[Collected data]
·····
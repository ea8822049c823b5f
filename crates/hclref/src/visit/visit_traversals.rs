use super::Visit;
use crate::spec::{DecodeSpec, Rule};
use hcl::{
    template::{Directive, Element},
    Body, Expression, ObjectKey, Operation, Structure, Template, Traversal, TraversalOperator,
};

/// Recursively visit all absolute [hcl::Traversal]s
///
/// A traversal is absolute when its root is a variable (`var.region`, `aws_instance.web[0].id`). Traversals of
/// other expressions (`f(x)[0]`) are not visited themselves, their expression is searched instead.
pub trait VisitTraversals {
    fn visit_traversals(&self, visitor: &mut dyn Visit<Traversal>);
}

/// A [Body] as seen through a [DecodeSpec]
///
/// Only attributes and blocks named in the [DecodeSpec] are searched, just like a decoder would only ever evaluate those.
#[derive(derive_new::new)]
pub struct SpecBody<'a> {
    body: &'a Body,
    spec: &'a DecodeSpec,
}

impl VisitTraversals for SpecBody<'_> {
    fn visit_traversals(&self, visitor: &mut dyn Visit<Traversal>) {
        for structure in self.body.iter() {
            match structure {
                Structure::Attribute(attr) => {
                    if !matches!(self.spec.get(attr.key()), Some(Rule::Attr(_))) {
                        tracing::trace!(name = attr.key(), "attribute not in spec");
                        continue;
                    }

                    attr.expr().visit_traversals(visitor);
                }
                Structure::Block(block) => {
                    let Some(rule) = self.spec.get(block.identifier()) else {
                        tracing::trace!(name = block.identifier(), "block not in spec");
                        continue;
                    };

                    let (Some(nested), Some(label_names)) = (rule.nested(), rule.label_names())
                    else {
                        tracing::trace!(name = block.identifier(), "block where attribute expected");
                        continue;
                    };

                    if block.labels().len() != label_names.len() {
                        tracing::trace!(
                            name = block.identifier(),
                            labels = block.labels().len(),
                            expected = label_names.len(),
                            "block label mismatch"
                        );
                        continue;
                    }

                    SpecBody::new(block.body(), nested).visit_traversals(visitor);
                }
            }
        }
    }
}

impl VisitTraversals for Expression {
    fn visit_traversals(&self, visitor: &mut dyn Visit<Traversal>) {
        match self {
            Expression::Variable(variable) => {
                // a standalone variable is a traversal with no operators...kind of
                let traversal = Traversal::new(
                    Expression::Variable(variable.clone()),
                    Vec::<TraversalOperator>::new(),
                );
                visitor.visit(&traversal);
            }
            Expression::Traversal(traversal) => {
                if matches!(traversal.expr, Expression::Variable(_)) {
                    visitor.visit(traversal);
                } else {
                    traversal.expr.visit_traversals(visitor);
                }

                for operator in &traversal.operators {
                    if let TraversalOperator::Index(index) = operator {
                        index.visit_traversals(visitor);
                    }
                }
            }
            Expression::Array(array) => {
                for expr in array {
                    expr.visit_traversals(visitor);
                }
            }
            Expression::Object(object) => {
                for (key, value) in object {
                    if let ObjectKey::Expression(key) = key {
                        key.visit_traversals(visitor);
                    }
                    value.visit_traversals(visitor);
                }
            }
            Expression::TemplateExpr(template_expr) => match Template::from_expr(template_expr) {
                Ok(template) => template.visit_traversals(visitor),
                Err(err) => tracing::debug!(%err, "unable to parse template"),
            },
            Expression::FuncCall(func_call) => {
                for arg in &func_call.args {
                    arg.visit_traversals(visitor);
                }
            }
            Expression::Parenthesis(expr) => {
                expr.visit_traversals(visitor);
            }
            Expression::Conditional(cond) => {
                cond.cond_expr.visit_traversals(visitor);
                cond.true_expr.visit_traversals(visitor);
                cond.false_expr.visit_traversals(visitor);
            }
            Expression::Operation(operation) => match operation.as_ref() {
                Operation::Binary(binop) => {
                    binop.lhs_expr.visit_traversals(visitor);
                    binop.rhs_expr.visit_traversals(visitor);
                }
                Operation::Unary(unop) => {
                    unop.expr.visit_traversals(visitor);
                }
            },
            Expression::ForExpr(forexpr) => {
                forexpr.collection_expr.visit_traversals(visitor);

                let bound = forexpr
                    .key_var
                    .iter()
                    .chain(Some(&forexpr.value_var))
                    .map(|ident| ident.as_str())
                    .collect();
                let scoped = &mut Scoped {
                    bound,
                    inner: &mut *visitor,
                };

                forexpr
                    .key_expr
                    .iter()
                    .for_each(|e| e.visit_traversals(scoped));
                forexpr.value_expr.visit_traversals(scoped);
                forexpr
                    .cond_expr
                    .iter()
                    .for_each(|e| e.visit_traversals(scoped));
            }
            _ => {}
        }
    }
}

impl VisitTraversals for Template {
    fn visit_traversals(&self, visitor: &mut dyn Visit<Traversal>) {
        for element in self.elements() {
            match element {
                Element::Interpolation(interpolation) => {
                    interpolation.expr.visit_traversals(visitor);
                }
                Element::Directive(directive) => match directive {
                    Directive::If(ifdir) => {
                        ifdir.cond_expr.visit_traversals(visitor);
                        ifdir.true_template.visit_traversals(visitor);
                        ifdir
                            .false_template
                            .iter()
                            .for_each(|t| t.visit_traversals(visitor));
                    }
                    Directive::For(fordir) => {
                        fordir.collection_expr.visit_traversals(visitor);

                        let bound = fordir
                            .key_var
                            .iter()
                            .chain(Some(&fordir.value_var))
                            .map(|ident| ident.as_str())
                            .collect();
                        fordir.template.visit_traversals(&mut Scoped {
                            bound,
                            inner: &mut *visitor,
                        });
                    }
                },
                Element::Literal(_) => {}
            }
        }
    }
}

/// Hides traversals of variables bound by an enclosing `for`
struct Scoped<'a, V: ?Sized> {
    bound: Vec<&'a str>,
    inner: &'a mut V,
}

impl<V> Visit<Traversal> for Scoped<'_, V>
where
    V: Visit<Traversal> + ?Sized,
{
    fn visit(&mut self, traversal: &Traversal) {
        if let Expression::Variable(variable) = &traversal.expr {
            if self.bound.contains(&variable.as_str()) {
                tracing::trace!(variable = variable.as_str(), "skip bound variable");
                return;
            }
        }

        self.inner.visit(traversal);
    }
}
·····
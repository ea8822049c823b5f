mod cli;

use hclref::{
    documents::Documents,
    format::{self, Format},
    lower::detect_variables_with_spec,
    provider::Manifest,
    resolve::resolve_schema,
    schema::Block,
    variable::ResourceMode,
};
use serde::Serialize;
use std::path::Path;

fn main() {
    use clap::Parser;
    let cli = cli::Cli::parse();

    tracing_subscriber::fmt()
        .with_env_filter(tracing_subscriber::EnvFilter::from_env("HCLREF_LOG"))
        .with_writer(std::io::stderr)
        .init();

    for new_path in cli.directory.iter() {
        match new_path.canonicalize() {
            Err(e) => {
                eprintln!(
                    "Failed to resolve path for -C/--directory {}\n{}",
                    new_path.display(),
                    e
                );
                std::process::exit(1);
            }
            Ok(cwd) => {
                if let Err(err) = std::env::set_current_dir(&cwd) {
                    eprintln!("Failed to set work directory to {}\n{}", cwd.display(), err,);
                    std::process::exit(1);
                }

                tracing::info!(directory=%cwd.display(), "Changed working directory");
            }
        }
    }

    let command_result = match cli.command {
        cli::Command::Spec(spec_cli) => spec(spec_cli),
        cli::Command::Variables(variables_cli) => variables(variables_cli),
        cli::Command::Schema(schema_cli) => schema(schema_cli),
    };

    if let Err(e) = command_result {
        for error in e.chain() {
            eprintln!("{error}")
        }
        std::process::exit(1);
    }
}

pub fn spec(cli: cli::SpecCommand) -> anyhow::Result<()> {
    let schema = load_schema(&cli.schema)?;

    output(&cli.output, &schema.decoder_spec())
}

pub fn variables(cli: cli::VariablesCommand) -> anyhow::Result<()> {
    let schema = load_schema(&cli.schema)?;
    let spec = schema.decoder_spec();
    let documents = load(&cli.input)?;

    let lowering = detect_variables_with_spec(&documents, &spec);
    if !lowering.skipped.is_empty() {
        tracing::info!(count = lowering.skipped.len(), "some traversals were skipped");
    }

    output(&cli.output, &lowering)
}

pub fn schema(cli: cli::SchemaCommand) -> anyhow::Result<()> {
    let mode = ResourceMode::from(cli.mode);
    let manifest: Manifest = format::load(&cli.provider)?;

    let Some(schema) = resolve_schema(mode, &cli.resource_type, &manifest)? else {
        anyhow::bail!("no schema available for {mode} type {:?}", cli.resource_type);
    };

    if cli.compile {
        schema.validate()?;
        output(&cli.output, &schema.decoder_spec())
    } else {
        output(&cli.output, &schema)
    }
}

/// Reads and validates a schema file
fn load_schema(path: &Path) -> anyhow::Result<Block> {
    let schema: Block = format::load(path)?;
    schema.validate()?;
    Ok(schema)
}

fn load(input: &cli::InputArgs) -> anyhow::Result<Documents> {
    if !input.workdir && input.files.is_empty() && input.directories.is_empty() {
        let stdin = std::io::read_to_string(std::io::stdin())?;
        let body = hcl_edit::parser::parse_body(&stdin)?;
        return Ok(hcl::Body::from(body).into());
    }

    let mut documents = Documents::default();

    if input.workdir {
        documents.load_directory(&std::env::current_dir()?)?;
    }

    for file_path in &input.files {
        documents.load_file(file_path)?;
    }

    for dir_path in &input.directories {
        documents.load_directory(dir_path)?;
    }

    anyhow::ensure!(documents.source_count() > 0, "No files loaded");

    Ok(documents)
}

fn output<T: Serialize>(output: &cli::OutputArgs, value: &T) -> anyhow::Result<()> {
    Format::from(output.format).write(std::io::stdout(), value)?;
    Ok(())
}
·····
* The problem
Which lines of the records above contain the word "input"? Show each of them.

* Written solution
    let documents = load(&cli.input)?;
fn load(input: &cli::InputArgs) -> anyhow::Result<Documents> {
    if !input.workdir && input.files.is_empty() && input.directories.is_empty() {
    if input.workdir {
    for file_path in &input.files {
    for dir_path in &input.directories {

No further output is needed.